## WHAT YOU ARE ASKED TO DO
Among the entries below, take the line with "registry.register(Box::new(self.failures.clone()))?;" and the line with "fn drop(&mut self)", and output them and every line between them exactly, with nothing else.

*** Begin section ***

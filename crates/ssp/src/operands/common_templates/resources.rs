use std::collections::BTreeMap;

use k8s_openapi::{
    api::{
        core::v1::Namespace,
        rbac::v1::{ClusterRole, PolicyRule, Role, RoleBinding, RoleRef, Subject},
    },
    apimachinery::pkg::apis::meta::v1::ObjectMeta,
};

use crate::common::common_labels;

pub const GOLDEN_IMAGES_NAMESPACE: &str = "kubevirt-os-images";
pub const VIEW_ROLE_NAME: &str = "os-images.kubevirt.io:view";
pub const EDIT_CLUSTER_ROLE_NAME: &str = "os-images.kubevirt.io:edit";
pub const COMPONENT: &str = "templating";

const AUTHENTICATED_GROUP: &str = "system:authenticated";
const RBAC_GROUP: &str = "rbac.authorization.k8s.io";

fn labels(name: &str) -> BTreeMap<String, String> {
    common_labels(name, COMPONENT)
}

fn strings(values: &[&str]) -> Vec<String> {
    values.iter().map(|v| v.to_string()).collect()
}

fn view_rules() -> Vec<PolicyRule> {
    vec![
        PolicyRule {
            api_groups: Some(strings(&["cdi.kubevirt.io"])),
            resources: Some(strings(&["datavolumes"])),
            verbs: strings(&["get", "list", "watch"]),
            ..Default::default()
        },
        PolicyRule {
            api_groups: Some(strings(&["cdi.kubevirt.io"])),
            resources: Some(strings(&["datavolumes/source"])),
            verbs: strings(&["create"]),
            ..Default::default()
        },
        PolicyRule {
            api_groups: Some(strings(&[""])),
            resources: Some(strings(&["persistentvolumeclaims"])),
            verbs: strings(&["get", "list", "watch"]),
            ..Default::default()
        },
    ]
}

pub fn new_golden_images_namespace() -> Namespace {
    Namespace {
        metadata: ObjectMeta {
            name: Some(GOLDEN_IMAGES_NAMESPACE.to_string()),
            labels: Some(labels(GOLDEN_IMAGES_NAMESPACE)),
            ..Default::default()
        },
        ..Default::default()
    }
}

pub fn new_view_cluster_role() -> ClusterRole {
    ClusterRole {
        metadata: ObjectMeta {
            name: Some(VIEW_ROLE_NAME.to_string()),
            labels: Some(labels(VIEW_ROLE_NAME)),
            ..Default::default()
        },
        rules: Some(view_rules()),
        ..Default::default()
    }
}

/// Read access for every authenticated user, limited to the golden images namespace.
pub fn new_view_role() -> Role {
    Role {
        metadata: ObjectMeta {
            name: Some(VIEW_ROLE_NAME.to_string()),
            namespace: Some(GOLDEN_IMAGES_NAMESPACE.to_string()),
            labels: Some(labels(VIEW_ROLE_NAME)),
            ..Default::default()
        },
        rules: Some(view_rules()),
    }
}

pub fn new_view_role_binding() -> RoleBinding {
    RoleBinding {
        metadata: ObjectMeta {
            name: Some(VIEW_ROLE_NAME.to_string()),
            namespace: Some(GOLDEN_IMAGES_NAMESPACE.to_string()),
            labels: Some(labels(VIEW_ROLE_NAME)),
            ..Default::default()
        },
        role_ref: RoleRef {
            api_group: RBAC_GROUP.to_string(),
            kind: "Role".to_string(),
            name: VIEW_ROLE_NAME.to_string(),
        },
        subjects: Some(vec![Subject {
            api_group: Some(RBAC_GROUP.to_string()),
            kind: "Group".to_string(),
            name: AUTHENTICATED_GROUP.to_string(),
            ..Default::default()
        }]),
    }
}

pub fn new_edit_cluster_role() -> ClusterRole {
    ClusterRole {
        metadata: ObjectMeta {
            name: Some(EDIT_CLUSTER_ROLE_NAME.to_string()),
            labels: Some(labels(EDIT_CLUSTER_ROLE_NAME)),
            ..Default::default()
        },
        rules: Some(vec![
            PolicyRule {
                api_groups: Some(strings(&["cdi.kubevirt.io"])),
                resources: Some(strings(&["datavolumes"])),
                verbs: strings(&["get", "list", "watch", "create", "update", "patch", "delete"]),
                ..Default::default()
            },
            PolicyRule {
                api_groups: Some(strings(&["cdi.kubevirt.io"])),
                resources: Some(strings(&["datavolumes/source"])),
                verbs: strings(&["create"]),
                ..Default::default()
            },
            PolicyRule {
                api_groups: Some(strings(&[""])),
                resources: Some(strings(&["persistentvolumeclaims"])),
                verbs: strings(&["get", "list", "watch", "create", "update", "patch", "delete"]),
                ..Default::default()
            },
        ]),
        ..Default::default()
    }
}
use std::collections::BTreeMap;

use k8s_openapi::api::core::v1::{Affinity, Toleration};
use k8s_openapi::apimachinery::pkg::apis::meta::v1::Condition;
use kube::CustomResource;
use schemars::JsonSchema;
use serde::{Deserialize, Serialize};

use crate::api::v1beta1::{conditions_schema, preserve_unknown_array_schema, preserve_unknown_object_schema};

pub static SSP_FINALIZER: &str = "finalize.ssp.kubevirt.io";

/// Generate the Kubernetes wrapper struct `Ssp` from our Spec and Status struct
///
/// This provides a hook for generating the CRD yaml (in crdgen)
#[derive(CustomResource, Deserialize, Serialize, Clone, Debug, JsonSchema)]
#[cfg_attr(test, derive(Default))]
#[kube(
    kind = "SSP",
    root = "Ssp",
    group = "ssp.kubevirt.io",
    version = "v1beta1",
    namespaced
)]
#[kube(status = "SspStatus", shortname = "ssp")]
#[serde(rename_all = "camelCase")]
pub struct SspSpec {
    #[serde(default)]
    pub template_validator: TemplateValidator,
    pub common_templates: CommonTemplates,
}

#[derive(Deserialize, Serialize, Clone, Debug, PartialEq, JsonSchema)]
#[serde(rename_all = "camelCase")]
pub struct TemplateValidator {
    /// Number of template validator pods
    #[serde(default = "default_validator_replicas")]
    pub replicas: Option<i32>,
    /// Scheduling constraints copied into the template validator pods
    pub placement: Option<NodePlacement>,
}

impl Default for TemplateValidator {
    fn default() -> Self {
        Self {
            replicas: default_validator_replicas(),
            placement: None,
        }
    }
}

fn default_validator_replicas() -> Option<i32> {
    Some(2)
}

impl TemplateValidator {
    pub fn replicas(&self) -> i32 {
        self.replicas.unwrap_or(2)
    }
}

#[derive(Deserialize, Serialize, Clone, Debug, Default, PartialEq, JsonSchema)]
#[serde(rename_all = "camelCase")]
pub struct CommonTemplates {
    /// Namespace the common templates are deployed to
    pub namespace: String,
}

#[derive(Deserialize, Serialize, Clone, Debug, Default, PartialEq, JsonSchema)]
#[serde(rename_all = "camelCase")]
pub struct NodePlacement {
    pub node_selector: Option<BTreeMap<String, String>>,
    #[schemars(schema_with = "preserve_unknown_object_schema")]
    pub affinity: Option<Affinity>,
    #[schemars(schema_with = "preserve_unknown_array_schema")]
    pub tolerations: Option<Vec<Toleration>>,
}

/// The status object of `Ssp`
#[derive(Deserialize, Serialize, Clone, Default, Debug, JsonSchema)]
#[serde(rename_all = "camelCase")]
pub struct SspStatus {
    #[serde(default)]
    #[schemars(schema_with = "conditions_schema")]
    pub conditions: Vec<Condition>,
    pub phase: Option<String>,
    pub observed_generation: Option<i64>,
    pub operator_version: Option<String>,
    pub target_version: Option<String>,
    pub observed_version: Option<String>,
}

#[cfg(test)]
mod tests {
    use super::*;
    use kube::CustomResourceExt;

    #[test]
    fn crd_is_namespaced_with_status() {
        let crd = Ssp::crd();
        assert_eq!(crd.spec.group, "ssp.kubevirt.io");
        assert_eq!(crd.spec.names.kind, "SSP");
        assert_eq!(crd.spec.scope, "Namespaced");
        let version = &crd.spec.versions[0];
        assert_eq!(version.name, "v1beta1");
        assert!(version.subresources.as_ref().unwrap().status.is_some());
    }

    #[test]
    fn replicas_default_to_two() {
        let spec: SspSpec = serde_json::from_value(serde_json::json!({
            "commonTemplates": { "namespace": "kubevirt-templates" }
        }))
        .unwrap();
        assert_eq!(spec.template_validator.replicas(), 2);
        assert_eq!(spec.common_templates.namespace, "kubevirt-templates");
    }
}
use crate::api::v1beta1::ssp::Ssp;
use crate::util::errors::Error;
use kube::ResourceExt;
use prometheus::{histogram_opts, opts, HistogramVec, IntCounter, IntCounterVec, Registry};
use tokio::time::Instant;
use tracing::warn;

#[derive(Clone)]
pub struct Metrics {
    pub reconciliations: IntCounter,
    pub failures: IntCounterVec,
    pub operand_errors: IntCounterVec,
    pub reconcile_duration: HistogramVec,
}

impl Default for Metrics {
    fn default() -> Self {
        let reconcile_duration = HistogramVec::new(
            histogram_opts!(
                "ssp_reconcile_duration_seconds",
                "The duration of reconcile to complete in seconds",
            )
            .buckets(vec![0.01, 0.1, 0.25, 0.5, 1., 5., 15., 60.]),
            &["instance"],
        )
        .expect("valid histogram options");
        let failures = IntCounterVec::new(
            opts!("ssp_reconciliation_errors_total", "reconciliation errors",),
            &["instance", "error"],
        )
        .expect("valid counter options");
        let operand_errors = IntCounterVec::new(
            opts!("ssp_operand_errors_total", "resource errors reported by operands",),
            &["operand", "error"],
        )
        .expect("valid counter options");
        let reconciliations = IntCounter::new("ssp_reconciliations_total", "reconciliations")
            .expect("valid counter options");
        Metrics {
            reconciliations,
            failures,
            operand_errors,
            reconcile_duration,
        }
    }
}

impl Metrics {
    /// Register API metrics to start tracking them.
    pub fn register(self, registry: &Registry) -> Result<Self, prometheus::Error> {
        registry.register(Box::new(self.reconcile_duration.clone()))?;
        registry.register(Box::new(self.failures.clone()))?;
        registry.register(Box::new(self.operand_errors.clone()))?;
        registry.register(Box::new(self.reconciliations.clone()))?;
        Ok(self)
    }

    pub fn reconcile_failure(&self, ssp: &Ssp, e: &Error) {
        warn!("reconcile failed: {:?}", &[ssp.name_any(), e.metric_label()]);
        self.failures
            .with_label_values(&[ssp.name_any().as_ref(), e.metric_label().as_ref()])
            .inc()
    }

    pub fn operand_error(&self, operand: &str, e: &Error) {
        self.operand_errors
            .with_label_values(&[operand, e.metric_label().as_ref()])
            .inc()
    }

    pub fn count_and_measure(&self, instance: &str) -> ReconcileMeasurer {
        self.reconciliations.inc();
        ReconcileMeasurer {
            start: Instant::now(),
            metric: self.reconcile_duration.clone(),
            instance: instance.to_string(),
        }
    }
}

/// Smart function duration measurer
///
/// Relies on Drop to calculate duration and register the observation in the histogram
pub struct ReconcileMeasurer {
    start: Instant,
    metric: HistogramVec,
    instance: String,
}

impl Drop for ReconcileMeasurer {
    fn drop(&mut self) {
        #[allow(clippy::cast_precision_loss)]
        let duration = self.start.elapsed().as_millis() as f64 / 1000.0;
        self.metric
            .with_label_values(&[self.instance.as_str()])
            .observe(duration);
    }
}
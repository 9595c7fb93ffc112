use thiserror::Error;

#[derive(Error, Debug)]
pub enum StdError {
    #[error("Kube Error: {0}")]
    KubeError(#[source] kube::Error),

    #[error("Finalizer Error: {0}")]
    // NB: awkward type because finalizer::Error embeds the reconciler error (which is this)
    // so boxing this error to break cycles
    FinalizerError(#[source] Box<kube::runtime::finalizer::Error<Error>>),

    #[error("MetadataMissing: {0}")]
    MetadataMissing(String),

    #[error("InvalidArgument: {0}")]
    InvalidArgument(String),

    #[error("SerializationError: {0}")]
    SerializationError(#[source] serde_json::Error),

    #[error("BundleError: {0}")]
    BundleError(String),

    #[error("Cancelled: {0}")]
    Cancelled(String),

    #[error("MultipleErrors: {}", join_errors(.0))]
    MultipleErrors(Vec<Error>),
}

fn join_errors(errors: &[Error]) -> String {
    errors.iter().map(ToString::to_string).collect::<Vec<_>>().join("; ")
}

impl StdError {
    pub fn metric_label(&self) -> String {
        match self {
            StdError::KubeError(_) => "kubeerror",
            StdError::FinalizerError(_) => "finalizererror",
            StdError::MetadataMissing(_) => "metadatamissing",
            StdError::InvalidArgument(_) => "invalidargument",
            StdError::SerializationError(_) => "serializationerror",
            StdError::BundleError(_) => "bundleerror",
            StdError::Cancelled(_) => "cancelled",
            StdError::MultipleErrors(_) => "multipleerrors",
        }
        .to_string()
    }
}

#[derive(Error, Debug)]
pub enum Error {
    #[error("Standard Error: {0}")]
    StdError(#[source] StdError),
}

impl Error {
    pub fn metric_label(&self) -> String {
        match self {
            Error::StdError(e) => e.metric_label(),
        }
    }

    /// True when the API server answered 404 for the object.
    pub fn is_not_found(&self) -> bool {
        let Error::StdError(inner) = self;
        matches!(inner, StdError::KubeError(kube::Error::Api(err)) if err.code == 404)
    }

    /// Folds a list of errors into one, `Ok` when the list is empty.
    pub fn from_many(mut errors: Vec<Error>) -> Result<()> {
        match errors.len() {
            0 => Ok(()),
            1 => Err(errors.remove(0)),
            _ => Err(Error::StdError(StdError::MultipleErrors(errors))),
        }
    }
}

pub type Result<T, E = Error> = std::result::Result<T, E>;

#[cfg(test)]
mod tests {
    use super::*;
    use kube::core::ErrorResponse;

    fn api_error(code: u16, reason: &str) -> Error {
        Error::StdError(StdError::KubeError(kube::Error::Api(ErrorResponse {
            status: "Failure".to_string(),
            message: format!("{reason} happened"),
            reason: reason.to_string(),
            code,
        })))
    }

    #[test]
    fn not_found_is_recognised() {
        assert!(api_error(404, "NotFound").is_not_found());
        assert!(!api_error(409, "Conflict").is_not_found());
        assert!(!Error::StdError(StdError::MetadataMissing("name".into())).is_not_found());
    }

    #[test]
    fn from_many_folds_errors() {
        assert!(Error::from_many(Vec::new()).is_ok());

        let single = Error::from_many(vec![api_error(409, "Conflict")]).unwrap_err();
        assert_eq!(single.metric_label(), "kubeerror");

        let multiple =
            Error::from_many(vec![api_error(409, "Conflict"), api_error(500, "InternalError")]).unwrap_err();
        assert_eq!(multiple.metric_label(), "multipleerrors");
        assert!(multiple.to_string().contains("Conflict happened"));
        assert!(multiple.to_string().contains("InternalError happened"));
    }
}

*** End section ***

## TASK SOLUTION
        registry.register(Box::new(self.failures.clone()))?;
        registry.register(Box::new(self.operand_errors.clone()))?;
        registry.register(Box::new(self.reconciliations.clone()))?;
        Ok(self)
    }

    pub fn reconcile_failure(&self, ssp: &Ssp, e: &Error) {
        warn!("reconcile failed: {:?}", &[ssp.name_any(), e.metric_label()]);
        self.failures
            .with_label_values(&[ssp.name_any().as_ref(), e.metric_label().as_ref()])
            .inc()
    }

    pub fn operand_error(&self, operand: &str, e: &Error) {
        self.operand_errors
            .with_label_values(&[operand, e.metric_label().as_ref()])
            .inc()
    }

    pub fn count_and_measure(&self, instance: &str) -> ReconcileMeasurer {
        self.reconciliations.inc();
        ReconcileMeasurer {
            start: Instant::now(),
            metric: self.reconcile_duration.clone(),
            instance: instance.to_string(),
        }
    }
}

/// Smart function duration measurer
///
/// Relies on Drop to calculate duration and register the observation in the histogram
pub struct ReconcileMeasurer {
    start: Instant,
    metric: HistogramVec,
    instance: String,
}

impl Drop for ReconcileMeasurer {
    fn drop(&mut self) {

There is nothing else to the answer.